Some initial research on the Kent strain, which carries the same genetic mutations as the Brazil strain, shows the symptoms are very similar to other strains.
According to the research, based on testing in England, 35 percent of people who tested positive for the UK variant reported having a cough, compared to 27 percent who tested positive for other strains.
The common symptoms that were reported for the UK strain are similar to other variants – for example, fatigue (32 percent of people with the UK variant), muscle aches (25 percent), a fever (21 percent) or sore throat (21 percent).
These levels of symptoms are similar to the levels seen with other strains.
Loss of taste or loss of sense of smell is slightly less common for people with the new UK strain – 15 percent of people with the UK strain report either of these symptoms, compared to 18 percent of people with other strains.
“Many people who get coronavirus don’t have any symptoms, regardless of which strain they have,” the British Heart Foundation explains.
“And there is no single symptom that means that you definitely do or don’t have the virus.
“So, if you have any concerns that you may have coronavirus, the safest thing to do is self-isolate and get a test.
“The new strains of coronavirus share the same key symptoms with the initial strain – including a high temperature, continuous cough, and loss of sense of taste or smell.”
The website adds: “The Brazilian strain is not believed to be more deadly, but it does spread more easily than the original Covid-19 strain.
“We don’t yet have good evidence on how effective the Oxford/AstraZeneca vaccine is against the Brazilian variant. When more information is available, we will publish it here.”
The missing person with the Brazilian variant is understood to have used a home testing kit but did not complete a registration form.
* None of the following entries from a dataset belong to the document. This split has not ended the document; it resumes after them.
//! The slice of the bot-service activity schema this bot reads and writes.
//!
//! Field names follow the wire format (camelCase). Anything not modelled here
//! is ignored on input.

use serde::{Deserialize, Serialize};
use serde_json::Value;

/// Content type of the platform-native OAuth card.
pub const OAUTH_CARD_CONTENT_TYPE: &str = "application/vnd.microsoft.card.oauth";
/// Content type of an adaptive card attachment.
pub const ADAPTIVE_CARD_CONTENT_TYPE: &str = "application/vnd.microsoft.card.adaptive";

#[derive(Debug, Clone, Copy, PartialEq, Eq, Serialize, Deserialize, Default)]
#[serde(rename_all = "camelCase")]
pub enum ActivityType {
    Message,
    ConversationUpdate,
    InstallationUpdate,
    Invoke,
    Typing,
    Trace,
    Event,
    #[default]
    #[serde(other)]
    Unknown,
}

#[derive(Debug, Clone, Default, PartialEq, Serialize, Deserialize)]
#[serde(rename_all = "camelCase")]
pub struct ChannelAccount {
    #[serde(default)]
    pub id: String,
    #[serde(default, skip_serializing_if = "Option::is_none")]
    pub name: Option<String>,
    #[serde(default, skip_serializing_if = "Option::is_none")]
    pub aad_object_id: Option<String>,
}

#[derive(Debug, Clone, Default, PartialEq, Serialize, Deserialize)]
#[serde(rename_all = "camelCase")]
pub struct ConversationAccount {
    #[serde(default)]
    pub id: String,
    #[serde(default, skip_serializing_if = "Option::is_none")]
    pub tenant_id: Option<String>,
    #[serde(default, skip_serializing_if = "Option::is_none")]
    pub conversation_type: Option<String>,
    #[serde(default, skip_serializing_if = "Option::is_none")]
    pub name: Option<String>,
}

#[derive(Debug, Clone, PartialEq, Serialize, Deserialize)]
#[serde(rename_all = "camelCase")]
pub struct Attachment {
    pub content_type: String,
    #[serde(default)]
    pub content: Value,
}

/// Returned by the connector for every posted activity.
#[derive(Debug, Clone, Default, PartialEq, Serialize, Deserialize)]
pub struct ResourceResponse {
    #[serde(default)]
    pub id: String,
}

/// HTTP status and body the bot answers an `invoke` activity with.
#[derive(Debug, Clone, PartialEq)]
pub struct InvokeResponse {
    pub status: u16,
    pub body: Option<Value>,
}

impl InvokeResponse {
    pub fn ok() -> Self {
        Self { status: 200, body: None }
    }

    pub fn with_body(status: u16, body: Value) -> Self {
        Self { status, body: Some(body) }
    }
}

#[derive(Debug, Clone, Default, PartialEq, Serialize, Deserialize)]
#[serde(rename_all = "camelCase")]
pub struct Activity {
    #[serde(rename = "type", default)]
    pub activity_type: ActivityType,
    #[serde(default, skip_serializing_if = "Option::is_none")]
    pub id: Option<String>,
    #[serde(default, skip_serializing_if = "Option::is_none")]
    pub timestamp: Option<String>,
    #[serde(default, skip_serializing_if = "Option::is_none")]
    pub service_url: Option<String>,
    #[serde(default, skip_serializing_if = "Option::is_none")]
    pub channel_id: Option<String>,
    #[serde(default, skip_serializing_if = "Option::is_none")]
    pub from: Option<ChannelAccount>,
    #[serde(default, skip_serializing_if = "Option::is_none")]
    pub conversation: Option<ConversationAccount>,
    #[serde(default, skip_serializing_if = "Option::is_none")]
    pub recipient: Option<ChannelAccount>,
    #[serde(default, skip_serializing_if = "Option::is_none")]
    pub text: Option<String>,
    #[serde(default, skip_serializing_if = "Option::is_none")]
    pub text_format: Option<String>,
    #[serde(default, skip_serializing_if = "Vec::is_empty")]
    pub attachments: Vec<Attachment>,
    #[serde(default, skip_serializing_if = "Option::is_none")]
    pub reply_to_id: Option<String>,
    #[serde(default, skip_serializing_if = "Option::is_none")]
    pub action: Option<String>,
    #[serde(default, skip_serializing_if = "Option::is_none")]
    pub name: Option<String>,
    #[serde(default, skip_serializing_if = "Option::is_none")]
    pub value: Option<Value>,
    #[serde(default, skip_serializing_if = "Option::is_none")]
    pub value_type: Option<String>,
    #[serde(default, skip_serializing_if = "Option::is_none")]
    pub label: Option<String>,
    #[serde(default, skip_serializing_if = "Option::is_none")]
    pub channel_data: Option<Value>,
    #[serde(default, skip_serializing_if = "Option::is_none")]
    pub locale: Option<String>,
}

impl Activity {
    /// Plain-text message.
    pub fn message(text: impl Into<String>) -> Self {
        Self {
            activity_type: ActivityType::Message,
            text: Some(text.into()),
            text_format: Some("plain".into()),
            ..Default::default()
        }
    }

    /// Message carrying a single attachment.
    pub fn attachment(attachment: Attachment) -> Self {
        Self {
            activity_type: ActivityType::Message,
            attachments: vec![attachment],
            ..Default::default()
        }
    }

    pub fn typing() -> Self {
        Self { activity_type: ActivityType::Typing, ..Default::default() }
    }

    pub fn trace(
        name: impl Into<String>,
        value: Value,
        value_type: impl Into<String>,
        label: impl Into<String>,
    ) -> Self {
        Self {
            activity_type: ActivityType::Trace,
            name: Some(name.into()),
            value: Some(value),
            value_type: Some(value_type.into()),
            label: Some(label.into()),
            ..Default::default()
        }
    }

    /// Address `self` as a reply to `inbound`: the bot speaks from the
    /// inbound recipient back to the inbound sender, in the same
    /// conversation.
    pub fn apply_conversation_reference(&mut self, inbound: &Activity) {
        self.from = inbound.recipient.clone();
        self.recipient = inbound.from.clone();
        self.conversation = inbound.conversation.clone();
        self.service_url = inbound.service_url.clone();
        self.channel_id = inbound.channel_id.clone();
        if self.locale.is_none() {
            self.locale = inbound.locale.clone();
        }
        if self.reply_to_id.is_none() {
            self.reply_to_id = inbound.id.clone();
        }
    }

    pub fn conversation_id(&self) -> Option<&str> {
        self.conversation
            .as_ref()
            .map(|c| c.id.as_str())
            .filter(|id| !id.is_empty())
    }

    /// Tenant from the conversation, falling back to `channelData.tenant.id`
    /// which the platform also populates.
    pub fn tenant_id(&self) -> Option<&str> {
        self.conversation
            .as_ref()
            .and_then(|c| c.tenant_id.as_deref())
            .filter(|t| !t.is_empty())
            .or_else(|| {
                self.channel_data
                    .as_ref()
                    .and_then(|d| d.get("tenant"))
                    .and_then(|t| t.get("id"))
                    .and_then(Value::as_str)
                    .filter(|t| !t.is_empty())
            })
    }

    pub fn from_aad_object_id(&self) -> Option<&str> {
        self.from
            .as_ref()
            .and_then(|f| f.aad_object_id.as_deref())
            .filter(|id| !id.is_empty())
    }

    /// Message text with `<at>…</at>` mention markup removed. The platform
    /// injects it when the bot is @-mentioned in a channel or group chat.
    pub fn text_without_recipient_mention(&self) -> String {
        let text = self.text.as_deref().unwrap_or_default();
        let mut out = String::with_capacity(text.len());
        let mut rest = text;
        while let Some(start) = rest.find("<at>") {
            out.push_str(&rest[..start]);
            match rest[start..].find("</at>") {
                Some(end) => rest = &rest[start + end + "</at>".len()..],
                None => {
                    rest = &rest[start..];
                    break;
                }
            }
        }
        out.push_str(rest);
        out
    }
}

#[cfg(test)]
mod tests {
    use super::*;
    use serde_json::json;

    fn inbound() -> Activity {
        serde_json::from_value(json!({
            "type": "message",
            "id": "1614",
            "serviceUrl": "https://smba.trafficmanager.net/emea/",
            "channelId": "msteams",
            "from": { "id": "29:user", "name": "Ada", "aadObjectId": "oid-1" },
            "recipient": { "id": "28:bot", "name": "SSO Bot" },
            "conversation": { "id": "a:conv", "tenantId": "tid-1", "conversationType": "personal" },
            "text": "sign in",
            "locale": "en-GB",
            "entities": [{ "type": "clientInfo" }]
        }))
        .unwrap()
    }

    #[test]
    fn deserializes_wire_format_and_ignores_unknown_fields() {
        let a = inbound();
        assert_eq!(a.activity_type, ActivityType::Message);
        assert_eq!(a.service_url.as_deref(), Some("https://smba.trafficmanager.net/emea/"));
        assert_eq!(a.conversation_id(), Some("a:conv"));
        assert_eq!(a.from_aad_object_id(), Some("oid-1"));
    }

    #[test]
    fn unknown_activity_type_maps_to_unknown() {
        let a: Activity = serde_json::from_value(json!({ "type": "messageReaction" })).unwrap();
        assert_eq!(a.activity_type, ActivityType::Unknown);
    }

    #[test]
    fn missing_type_is_unknown() {
        let a: Activity = serde_json::from_value(json!({ "text": "hi" })).unwrap();
        assert_eq!(a.activity_type, ActivityType::Unknown);
        assert_eq!(Activity::default().activity_type, ActivityType::Unknown);
    }

    #[test]
    fn installation_update_type_parses() {
        let a: Activity =
            serde_json::from_value(json!({ "type": "installationUpdate", "action": "add" })).unwrap();
        assert_eq!(a.activity_type, ActivityType::InstallationUpdate);
        assert_eq!(a.action.as_deref(), Some("add"));
    }

    #[test]
    fn reply_swaps_accounts_and_keeps_conversation() {
        let inbound = inbound();
        let mut reply = Activity::message("hi");
        reply.apply_conversation_reference(&inbound);

        assert_eq!(reply.from.as_ref().unwrap().id, "28:bot");
        assert_eq!(reply.recipient.as_ref().unwrap().id, "29:user");
        assert_eq!(reply.conversation_id(), Some("a:conv"));
        assert_eq!(reply.reply_to_id.as_deref(), Some("1614"));
        assert_eq!(reply.channel_id.as_deref(), Some("msteams"));
        assert_eq!(reply.locale.as_deref(), Some("en-GB"));
    }

    #[test]
    fn serializes_camel_case_and_skips_empty_fields() {
        let v = serde_json::to_value(Activity::typing()).unwrap();
        assert_eq!(v, json!({ "type": "typing" }));

        let mut reply = Activity::message("hello");
        reply.apply_conversation_reference(&inbound());
        let v = serde_json::to_value(&reply).unwrap();
        assert_eq!(v["replyToId"], "1614");
        assert_eq!(v["serviceUrl"], "https://smba.trafficmanager.net/emea/");
        assert_eq!(v["textFormat"], "plain");
        assert!(v.get("attachments").is_none());
    }

    #[test]
    fn tenant_falls_back_to_channel_data() {
        let a: Activity = serde_json::from_value(json!({
            "type": "installationUpdate",
            "conversation": { "id": "c" },
            "channelData": { "tenant": { "id": "tid-from-channel-data" } }
        }))
        .unwrap();
        assert_eq!(a.tenant_id(), Some("tid-from-channel-data"));

        assert_eq!(inbound().tenant_id(), Some("tid-1"));
        assert_eq!(Activity::default().tenant_id(), None);
    }

    #[test]
    fn mention_markup_is_stripped() {
        let mut a = Activity::message("<at>SSO Bot</at> sign in");
        assert_eq!(a.text_without_recipient_mention(), " sign in");

        a.text = Some("sign <at>Bot</at>in".into());
        assert_eq!(a.text_without_recipient_mention(), "sign in");

        a.text = Some("unterminated <at>Bot".into());
        assert_eq!(a.text_without_recipient_mention(), "unterminated <at>Bot");

        a.text = None;
        assert_eq!(a.text_without_recipient_mention(), "");
    }
}
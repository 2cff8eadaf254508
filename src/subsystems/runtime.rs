//! Task scaffolding shared by long-running parts of the bot.
//!
//! A [`Component`] owns everything it needs and runs until the shared
//! [`CancellationToken`] fires or its work ends. [`spawn_components`] runs a
//! set of them concurrently; the first failure cancels the token so the
//! others wind down, and is then reported through the [`SubsystemHandle`].

use std::future::Future;
use std::pin::Pin;

use tokio::task::{JoinHandle, JoinSet};
use tokio_util::sync::CancellationToken;
use tracing::{debug, error};

use crate::error::AppError;

pub type ComponentFuture = Pin<Box<dyn Future<Output = Result<(), AppError>> + Send + 'static>>;

pub trait Component: Send + 'static {
    /// Name used in logs.
    fn id(&self) -> &str;

    fn run(self: Box<Self>, shutdown: CancellationToken) -> ComponentFuture;
}

/// Resolves once every spawned component has exited.
pub struct SubsystemHandle {
    inner: JoinHandle<Result<(), AppError>>,
}

impl SubsystemHandle {
    pub async fn join(self) -> Result<(), AppError> {
        match self.inner.await {
            Ok(r) => r,
            Err(e) => Err(AppError::Comms(format!("subsystem task panicked: {e}"))),
        }
    }
}

pub fn spawn_components(components: Vec<Box<dyn Component>>, shutdown: CancellationToken) -> SubsystemHandle {
    let handle = tokio::spawn(async move {
        let mut set: JoinSet<Result<(), AppError>> = JoinSet::new();

        for component in components {
            debug!(component = component.id(), "spawning component");
            set.spawn(component.run(shutdown.clone()));
        }

        let mut first_err: Option<AppError> = None;
        while let Some(res) = set.join_next().await {
            let err = match res {
                Ok(Ok(())) => continue,
                Ok(Err(e)) => e,
                Err(e) => AppError::Comms(format!("component panicked: {e}")),
            };
            error!("component failed: {err}");
            shutdown.cancel();
            first_err.get_or_insert(err);
        }

        first_err.map_or(Ok(()), Err)
    });

    SubsystemHandle { inner: handle }
}
//! Per-user state persisted across turns.

use std::sync::Arc;

use serde::{Deserialize, Serialize};
use serde_json::Value;
use tracing::debug;

use crate::botframework::activity::Activity;
use crate::error::AppError;

use super::store::Storage;

/// What the bot remembers about a user.
#[derive(Debug, Clone, Default, PartialEq, Serialize, Deserialize)]
#[serde(rename_all = "camelCase")]
pub struct UserProfile {
    /// Welcome card already shown for the current installation.
    #[serde(default)]
    pub welcomed: bool,
    /// Id of the last token-exchange invoke that was processed.
    #[serde(default)]
    pub last_token_exchange_id: Option<String>,
    /// `tid` from the last decoded identity token.
    #[serde(default)]
    pub tenant_id: Option<String>,
    /// `oid` from the last decoded identity token.
    #[serde(default)]
    pub object_id: Option<String>,
}

/// User-scoped view over a [`Storage`] backend.
#[derive(Clone)]
pub struct UserState {
    storage: Arc<dyn Storage>,
}

impl UserState {
    pub fn new(storage: Arc<dyn Storage>) -> Self {
        Self { storage }
    }

    /// Storage key for the sender of `activity`: `{channelId}/users/{userId}`.
    pub fn storage_key(activity: &Activity) -> Result<String, AppError> {
        let channel_id = activity
            .channel_id
            .as_deref()
            .filter(|c| !c.is_empty())
            .ok_or_else(|| AppError::State("activity is missing channelId".into()))?;
        let user_id = activity
            .from
            .as_ref()
            .map(|f| f.id.as_str())
            .filter(|id| !id.is_empty())
            .ok_or_else(|| AppError::State("activity is missing from.id".into()))?;
        Ok(format!("{channel_id}/users/{user_id}"))
    }

    /// Stored profile for the sender, or a default one.
    pub fn load(&self, activity: &Activity) -> Result<UserProfile, AppError> {
        let key = Self::storage_key(activity)?;
        match self.storage.read(&key)? {
            Some(value) => serde_json::from_value(value)
                .map_err(|e| AppError::State(format!("corrupt user state at {key}: {e}"))),
            None => Ok(UserProfile::default()),
        }
    }

    pub fn save(&self, activity: &Activity, profile: &UserProfile) -> Result<(), AppError> {
        let key = Self::storage_key(activity)?;
        let value = serde_json::to_value(profile)
            .map_err(|e| AppError::State(format!("cannot serialise user state: {e}")))?;
        debug!(%key, storage = self.storage.storage_type(), "saving user state");
        self.storage.write(&key, value)
    }

    /// Take ownership of token exchange `exchange_id` for the sender.
    /// Returns `false` if another turn already holds it.
    pub fn claim_token_exchange(&self, activity: &Activity, exchange_id: &str) -> Result<bool, AppError> {
        let key = Self::exchange_key(activity, exchange_id)?;
        let claimed = self.storage.insert_if_absent(&key, Value::Bool(true))?;
        debug!(%key, claimed, "token exchange claim");
        Ok(claimed)
    }

    /// Give up a claim so a redelivery of the same exchange can retry.
    pub fn release_token_exchange(&self, activity: &Activity, exchange_id: &str) -> Result<(), AppError> {
        let key = Self::exchange_key(activity, exchange_id)?;
        self.storage.delete(&key)?;
        Ok(())
    }

    fn exchange_key(activity: &Activity, exchange_id: &str) -> Result<String, AppError> {
        Ok(format!("{}/exchanges/{exchange_id}", Self::storage_key(activity)?))
    }

    pub fn clear(&self, activity: &Activity) -> Result<(), AppError> {
        let key = Self::storage_key(activity)?;
        let existed = self.storage.delete(&key)?;
        debug!(%key, existed, "cleared user state");
        Ok(())
    }
}
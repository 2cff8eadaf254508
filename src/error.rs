//! Application-wide error types.

use thiserror::Error;

#[derive(Debug, Error)]
pub enum AppError {
    #[error("config error: {0}")]
    Config(String),

    #[error("logger error: {0}")]
    Logger(String),

    #[error("io error: {0}")]
    Io(#[from] std::io::Error),

    #[error("comms error: {0}")]
    Comms(String),

    /// Outbound call to the bot connector service failed.
    #[error("connector error: {0}")]
    Connector(String),

    /// Inbound request carried no valid bot-service credentials.
    #[error("unauthorized: {0}")]
    Unauthorized(String),

    #[error("bad request: {0}")]
    BadRequest(String),

    /// Identity token could not be decoded.
    #[error("token error: {0}")]
    Token(String),

    #[error("state error: {0}")]
    State(String),
}

impl From<reqwest::Error> for AppError {
    fn from(e: reqwest::Error) -> Self {
        AppError::Connector(e.to_string())
    }
}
As a result, health officials are appealing for anyone without a result from a test on 12 or 13 February to come forward.
Vaccine minister Nadhim Zahawi today said: “In terms of its profile this P1 variant is much closer to the South African variant which we’ve been dealing with now for several weeks by surge testing, genome sequencing, and isolation.
“This is a variant of concern. It’s very similar in terms of its mutations to the South African variant so it is concerning.
“There is one case who the individual didn’t fill in their test card details so we can contact them. They probably got a home kit or a test kit from their local authority.
“What we’re asking today is if anyone had a test on February 12 or 13 to contact NHS 119 so we make sure we identify that individual.”
The P1 variant was first detected in travellers to Japan from Manaus in northern Brazil in January.
According to Dr Susan Hopkins, from Public Health England (PHE), the UK is well equipped to contain the new strain.
There is no evidence to suggest the P1 variant produces any distinct symptoms.